In this case, which was the subject of an appeal, the trial judges had given precedence to the company’s articles of association over a contrary decision by the partners.
The decision will be overturned by the Court of Cassation, which will rule that the shareholder decision, contrary to the articles of association, constitutes extra-statutory provisions containing a personal commitment by its signatories, separable from the articles of association.
It is worth noting that the Court of Cassation based its position on the former Article 1134 of the French Civil Code on the binding force of contracts, which stated that :
“Legally formed agreements are binding on those who have entered into them.”
More specifically, the Court of Cassation ruled that:
“In view of Article 1134 of the Civil Code, in its wording prior to that resulting from the “Ordonnance” of February 10, 2016:
12. Under the terms of this text, legally formed agreements are binding on those who have entered into them.
13. In order to dismiss the claim for payment brought by Mr. [O] against the company Troizef and MM [B] and [L], the judgment holds that Article 2.1 of the investment protocol of May 31, 2016, is not applicable in that it is contrary to Article 16 of Sogecler’s articles of association, which stipulates that the managing director may be dismissed without any compensation.
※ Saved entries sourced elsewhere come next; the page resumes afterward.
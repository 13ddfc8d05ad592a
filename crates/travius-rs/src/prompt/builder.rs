//! Structured system prompt builder.
//!
//! [`SystemPromptBuilder`] assembles a preamble and `## Heading` sections into
//! one instruction string. Empty sections are skipped, so optional content can
//! be passed straight through without the caller branching.

/// Builder for multi-section system prompts.
///
/// Sections are joined with double newlines.
///
/// # Example
///
/// ```
/// use travius::prompt::SystemPromptBuilder;
///
/// let prompt = SystemPromptBuilder::new("You are a careful advisor.")
///     .section("Task", "Write one question.")
///     .section_opt("Missing", None::<String>)
///     .build();
///
/// assert!(prompt.starts_with("You are a careful advisor."));
/// assert!(prompt.contains("## Task\n\nWrite one question."));
/// assert!(!prompt.contains("## Missing"));
/// ```
#[derive(Debug, Clone)]
pub struct SystemPromptBuilder {
    sections: Vec<String>,
}

impl SystemPromptBuilder {
    /// Create a new builder with an initial preamble section.
    ///
    /// The preamble is included as-is (no heading).
    pub fn new(preamble: impl Into<String>) -> Self {
        let preamble = preamble.into();
        let sections = if preamble.is_empty() {
            Vec::new()
        } else {
            vec![preamble]
        };
        Self { sections }
    }

    /// Append a `## heading` section. Skipped if `content` is empty.
    pub fn section(mut self, heading: &str, content: impl Into<String>) -> Self {
        let content = content.into();
        if !content.is_empty() {
            self.sections.push(format!("## {heading}\n\n{content}"));
        }
        self
    }

    /// Append a section only if the content is `Some`.
    pub fn section_opt(self, heading: &str, content: Option<impl Into<String>>) -> Self {
        match content {
            Some(c) => self.section(heading, c),
            None => self,
        }
    }

    /// Join all sections with blank lines.
    pub fn build(self) -> String {
        self.sections.join("\n\n")
    }
}

#[cfg(test)]
mod tests {
    use super::*;

    #[test]
    fn sections_keep_insertion_order() {
        let prompt = SystemPromptBuilder::new("Preamble")
            .section("First", "one")
            .section_opt("Middle", Some("mid"))
            .section("Second", "two")
            .build();
        assert_eq!(
            prompt,
            "Preamble\n\n## First\n\none\n\n## Middle\n\nmid\n\n## Second\n\ntwo"
        );
    }

    #[test]
    fn empty_content_is_skipped() {
        let prompt = SystemPromptBuilder::new("Preamble")
            .section("Empty", "")
            .section_opt("Absent", None::<String>)
            .section_opt("Blank", Some(""))
            .build();
        assert_eq!(prompt, "Preamble");
    }

    #[test]
    fn empty_preamble_starts_with_first_section() {
        let prompt = SystemPromptBuilder::new("").section("Only", "body").build();
        assert_eq!(prompt, "## Only\n\nbody");
    }
}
14. In ruling thus, when this extra-statutory provision contains only a personal commitment by the signatories to the investment protocol to take the necessary steps to ensure that the decision to appoint Mr. [O] as managing director of Sogecler provides for the payment of a lump-sum indemnity in the event of his dismissal or reduction of his powers before the expiry of a two-year period, so that it is not contrary to Article 16 of Sogecler’s articles of association, the Court of Appeal violated the above-mentioned text.”
Conclusion:
Ultimately, the law makes the articles of association of an SAS a firmly established foundation outside of which no contrary contractual provision, even if unanimously agreed upon by the shareholders, can prevail. Long-standing case law has remained broadly consistent with this position. However, judges are increasingly accepting certain extra-statutory acts on the basis of the contract, while continuing to loudly and clearly affirm the permanence of the principle of the primacy of the SAS articles of association.
One cannot help but feel a sense of legal uncertainty, especially since, to date, it is still difficult to say with certainty the exact scope—and perhaps the meaning—of this discrepancy in the legal system.
In any case, caution remains the best policy, and as is often the case in such matters, it is better to be safe than sorry, taking care to draft the articles of association and extra-statutory clauses carefully and, if necessary, seeking the assistance of a legal professional who is well versed in the intricacies of such matter and its daily developments.